Records excerpted from a collection:
------------------------------------------------------------------------
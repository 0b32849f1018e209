//! Account service
//!
//! Provides business logic for account management including CRUD operations,
//! balance calculation, and validation.

use crate::audit::EntityType;
use crate::error::{EnvelopeError, EnvelopeResult};
use crate::models::{Account, AccountId, AccountType, Money, TransactionStatus};
use crate::storage::Storage;

/// Service for account management
pub struct AccountService<'a> {
    storage: &'a Storage,
}

/// Summary of an account with computed fields
#[derive(Debug, Clone)]
pub struct AccountSummary {
    pub account: Account,
    /// Current balance (starting balance + all transactions)
    pub balance: Money,
    /// Cleared balance (starting balance + cleared/reconciled transactions only)
    pub cleared_balance: Money,
    /// Number of uncleared transactions
    pub uncleared_count: usize,
}

impl<'a> AccountService<'a> {
    /// Create a new account service
    pub fn new(storage: &'a Storage) -> Self {
        Self { storage }
    }

    /// Create a new account
    pub fn create(
        &self,
        name: &str,
        account_type: AccountType,
        starting_balance: Money,
        on_budget: bool,
    ) -> EnvelopeResult<Account> {
        // Validate name is not empty
        let name = name.trim();
        if name.is_empty() {
            return Err(EnvelopeError::Validation(
                "Account name cannot be empty".into(),
            ));
        }

        // Check for duplicate name
        if self.storage.accounts.name_exists(name, None)? {
            return Err(EnvelopeError::Duplicate {
                entity_type: "Account",
                identifier: name.to_string(),
            });
        }

        // Create the account
        let mut account = Account::with_starting_balance(name, account_type, starting_balance);
        account.on_budget = on_budget;

        // Validate
        account
            .validate()
            .map_err(|e| EnvelopeError::Validation(e.to_string()))?;

        // Save to storage
        self.storage.accounts.upsert(account.clone())?;
        self.storage.accounts.save()?;

        // Audit log
        self.storage.log_create(
            EntityType::Account,
            account.id.to_string(),
            Some(account.name.clone()),
            &account,
        )?;

        Ok(account)
    }

    /// Get an account by ID
    pub fn get(&self, id: AccountId) -> EnvelopeResult<Option<Account>> {
        self.storage.accounts.get(id)
    }

    /// Get an account by name (case-insensitive)
    pub fn get_by_name(&self, name: &str) -> EnvelopeResult<Option<Account>> {
        self.storage.accounts.get_by_name(name)
    }

    /// Find an account by name or ID string
    pub fn find(&self, identifier: &str) -> EnvelopeResult<Option<Account>> {
        // Try by name first
        if let Some(account) = self.storage.accounts.get_by_name(identifier)? {
            return Ok(Some(account));
        }

        // Try parsing as ID
        if let Ok(id) = identifier.parse::<AccountId>() {
            return self.storage.accounts.get(id);
        }

        Ok(None)
    }

    /// Get all accounts
    pub fn list(&self, include_archived: bool) -> EnvelopeResult<Vec<Account>> {
        if include_archived {
            self.storage.accounts.get_all()
        } else {
            self.storage.accounts.get_active()
        }
    }

    /// Get all accounts with their computed balances
    pub fn list_with_balances(
        &self,
        include_archived: bool,
    ) -> EnvelopeResult<Vec<AccountSummary>> {
        let accounts = self.list(include_archived)?;
        let mut summaries = Vec::with_capacity(accounts.len());

        for account in accounts {
            let summary = self.get_summary(&account)?;
            summaries.push(summary);
        }

        Ok(summaries)
    }

    /// Get account summary with computed balances
    pub fn get_summary(&self, account: &Account) -> EnvelopeResult<AccountSummary> {
        let transactions = self.storage.transactions.get_by_account(account.id)?;

        let mut balance = account.starting_balance;
        let mut cleared_balance = account.starting_balance;
        let mut uncleared_count = 0;

        for txn in &transactions {
            balance += txn.amount;

            match txn.status {
                TransactionStatus::Cleared | TransactionStatus::Reconciled => {
                    cleared_balance += txn.amount;
                }
                TransactionStatus::Pending => {
                    uncleared_count += 1;
                }
            }
        }

        Ok(AccountSummary {
            account: account.clone(),
            balance,
            cleared_balance,
            uncleared_count,
        })
    }

    /// Calculate the current balance for an account
    pub fn calculate_balance(&self, account_id: AccountId) -> EnvelopeResult<Money> {
        let account = self
            .storage
            .accounts
            .get(account_id)?
            .ok_or_else(|| EnvelopeError::account_not_found(account_id.to_string()))?;

        let transactions = self.storage.transactions.get_by_account(account_id)?;
        let transaction_total: Money = transactions.iter().map(|t| t.amount).sum();

        Ok(account.starting_balance + transaction_total)
    }

    /// Calculate the cleared balance for an account
    pub fn calculate_cleared_balance(&self, account_id: AccountId) -> EnvelopeResult<Money> {
        let account = self
            .storage
            .accounts
            .get(account_id)?
            .ok_or_else(|| EnvelopeError::account_not_found(account_id.to_string()))?;

        let transactions = self.storage.transactions.get_by_account(account_id)?;
        let cleared_total: Money = transactions
            .iter()
            .filter(|t| {
                matches!(
                    t.status,
                    TransactionStatus::Cleared | TransactionStatus::Reconciled
                )
            })
            .map(|t| t.amount)
            .sum();

        Ok(account.starting_balance + cleared_total)
    }

    /// Update an account
    pub fn update(&self, id: AccountId, name: Option<&str>) -> EnvelopeResult<Account> {
        let mut account = self
            .storage
            .accounts
            .get(id)?
            .ok_or_else(|| EnvelopeError::account_not_found(id.to_string()))?;

        let before = account.clone();

        // Update name if provided
        if let Some(new_name) = name {
            let new_name = new_name.trim();
            if new_name.is_empty() {
                return Err(EnvelopeError::Validation(
                    "Account name cannot be empty".into(),
                ));
            }

            // Check for duplicate name (excluding self)
            if self.storage.accounts.name_exists(new_name, Some(id))? {
                return Err(EnvelopeError::Duplicate {
                    entity_type: "Account",
                    identifier: new_name.to_string(),
                });
            }

            account.name = new_name.to_string();
        }

        account.updated_at = chrono::Utc::now();

        // Validate
        account
            .validate()
            .map_err(|e| EnvelopeError::Validation(e.to_string()))?;

        // Save
        self.storage.accounts.upsert(account.clone())?;
        self.storage.accounts.save()?;

        // Audit log
        let diff = if before.name != account.name {
            Some(format!("name: {} -> {}", before.name, account.name))
        } else {
            None
        };

        self.storage.log_update(
            EntityType::Account,
            account.id.to_string(),
            Some(account.name.clone()),
            &before,
            &account,
            diff,
        )?;

        Ok(account)
    }

    /// Archive an account (soft delete)
    pub fn archive(&self, id: AccountId) -> EnvelopeResult<Account> {
        let mut account = self
            .storage
            .accounts
            .get(id)?
            .ok_or_else(|| EnvelopeError::account_not_found(id.to_string()))?;

        if account.archived {
            return Err(EnvelopeError::Validation(
                "Account is already archived".into(),
            ));
        }

        let before = account.clone();
        account.archive();

        // Save
        self.storage.accounts.upsert(account.clone())?;
        self.storage.accounts.save()?;

        // Audit log
        self.storage.log_update(
            EntityType::Account,
            account.id.to_string(),
            Some(account.name.clone()),
            &before,
            &account,
            Some("archived: false -> true".to_string()),
        )?;

        Ok(account)
    }

    /// Unarchive an account
    pub fn unarchive(&self, id: AccountId) -> EnvelopeResult<Account> {
        let mut account = self
            .storage
            .accounts
            .get(id)?
            .ok_or_else(|| EnvelopeError::account_not_found(id.to_string()))?;

        if !account.archived {
            return Err(EnvelopeError::Validation("Account is not archived".into()));
        }

        let before = account.clone();
        account.unarchive();

        // Save
        self.storage.accounts.upsert(account.clone())?;
        self.storage.accounts.save()?;

        // Audit log
        self.storage.log_update(
            EntityType::Account,
            account.id.to_string(),
            Some(account.name.clone()),
            &before,
            &account,
            Some("archived: true -> false".to_string()),
        )?;

        Ok(account)
    }

    /// Get total balance across all on-budget accounts
    pub fn total_on_budget_balance(&self) -> EnvelopeResult<Money> {
        let accounts = self.storage.accounts.get_active()?;
        let mut total = Money::zero();

        for account in accounts {
            if account.on_budget {
                total += self.calculate_balance(account.id)?;
            }
        }

        Ok(total)
    }
}

#[cfg(test)]
mod tests {
    use super::*;
    use crate::config::paths::EnvelopePaths;
    use tempfile::TempDir;

    fn create_test_storage() -> (TempDir, Storage) {
        let temp_dir = TempDir::new().unwrap();
        let paths = EnvelopePaths::with_base_dir(temp_dir.path().to_path_buf());
        let mut storage = Storage::new(paths).unwrap();
        storage.load_all().unwrap();
        (temp_dir, storage)
    }

    #[test]
    fn test_create_account() {
        let (_temp_dir, storage) = create_test_storage();
        let service = AccountService::new(&storage);

        let account = service
            .create(
                "Checking",
                AccountType::Checking,
                Money::from_cents(100000),
                true,
            )
            .unwrap();

        assert_eq!(account.name, "Checking");
        assert_eq!(account.account_type, AccountType::Checking);
        assert_eq!(account.starting_balance.cents(), 100000);
        assert!(account.on_budget);
    }

    #[test]
    fn test_create_duplicate_name() {
        let (_temp_dir, storage) = create_test_storage();
        let service = AccountService::new(&storage);

        service
            .create("Checking", AccountType::Checking, Money::zero(), true)
            .unwrap();

        // Try to create another with same name
        let result = service.create("Checking", AccountType::Savings, Money::zero(), true);
        assert!(matches!(result, Err(EnvelopeError::Duplicate { .. })));
    }

    #[test]
    fn test_find_account() {
        let (_temp_dir, storage) = create_test_storage();
        let service = AccountService::new(&storage);

        let created = service
            .create("My Checking", AccountType::Checking, Money::zero(), true)
            .unwrap();

        // Find by name
        let found = service.find("My Checking").unwrap().unwrap();
        assert_eq!(found.id, created.id);

        // Case insensitive
        let found = service.find("my checking").unwrap().unwrap();
        assert_eq!(found.id, created.id);
    }

    #[test]
    fn test_list_accounts() {
        let (_temp_dir, storage) = create_test_storage();
        let service = AccountService::new(&storage);

        service
            .create("Account 1", AccountType::Checking, Money::zero(), true)
            .unwrap();
        service
            .create("Account 2", AccountType::Savings, Money::zero(), true)
            .unwrap();

        let accounts = service.list(false).unwrap();
        assert_eq!(accounts.len(), 2);
    }

    #[test]
    fn test_archive_account() {
        let (_temp_dir, storage) = create_test_storage();
        let service = AccountService::new(&storage);

        let account = service
            .create("Test", AccountType::Checking, Money::zero(), true)
            .unwrap();

        let archived = service.archive(account.id).unwrap();
        assert!(archived.archived);

        // Should not appear in active list
        let active = service.list(false).unwrap();
        assert!(active.is_empty());

        // Should appear in all list
        let all = service.list(true).unwrap();
        assert_eq!(all.len(), 1);
    }

    #[test]
    fn test_update_account() {
        let (_temp_dir, storage) = create_test_storage();
        let service = AccountService::new(&storage);

        let account = service
            .create("Old Name", AccountType::Checking, Money::zero(), true)
            .unwrap();

        let updated = service.update(account.id, Some("New Name")).unwrap();
        assert_eq!(updated.name, "New Name");
    }

    #[test]
    fn test_balance_calculation() {
        let (_temp_dir, storage) = create_test_storage();
        let service = AccountService::new(&storage);

        let account = service
            .create(
                "Test",
                AccountType::Checking,
                Money::from_cents(100000),
                true,
            )
            .unwrap();

        // Add some transactions
        use crate::models::Transaction;
        use chrono::NaiveDate;

        let txn1 = Transaction::new(
            account.id,
            NaiveDate::from_ymd_opt(2025, 1, 15).unwrap(),
            Money::from_cents(-5000),
        );
        storage.transactions.upsert(txn1).unwrap();

        let mut txn2 = Transaction::new(
            account.id,
            NaiveDate::from_ymd_opt(2025, 1, 16).unwrap(),
            Money::from_cents(20000),
        );
        txn2.clear();
        storage.transactions.upsert(txn2).unwrap();

        // Total balance = 100000 - 5000 + 20000 = 115000
        let balance = service.calculate_balance(account.id).unwrap();
        assert_eq!(balance.cents(), 115000);

        // Cleared balance = 100000 + 20000 = 120000 (pending txn not counted)
        let cleared = service.calculate_cleared_balance(account.id).unwrap();
        assert_eq!(cleared.cents(), 120000);
    }
}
------------------------------------------------------------------------
## DIRECTIONS
Pull every line with the word "TransactionStatus" from the data.

## TASK OUTPUT
use crate::models::{Account, AccountId, AccountType, Money, TransactionStatus};
                TransactionStatus::Cleared | TransactionStatus::Reconciled => {
                TransactionStatus::Pending => {
                    TransactionStatus::Cleared | TransactionStatus::Reconciled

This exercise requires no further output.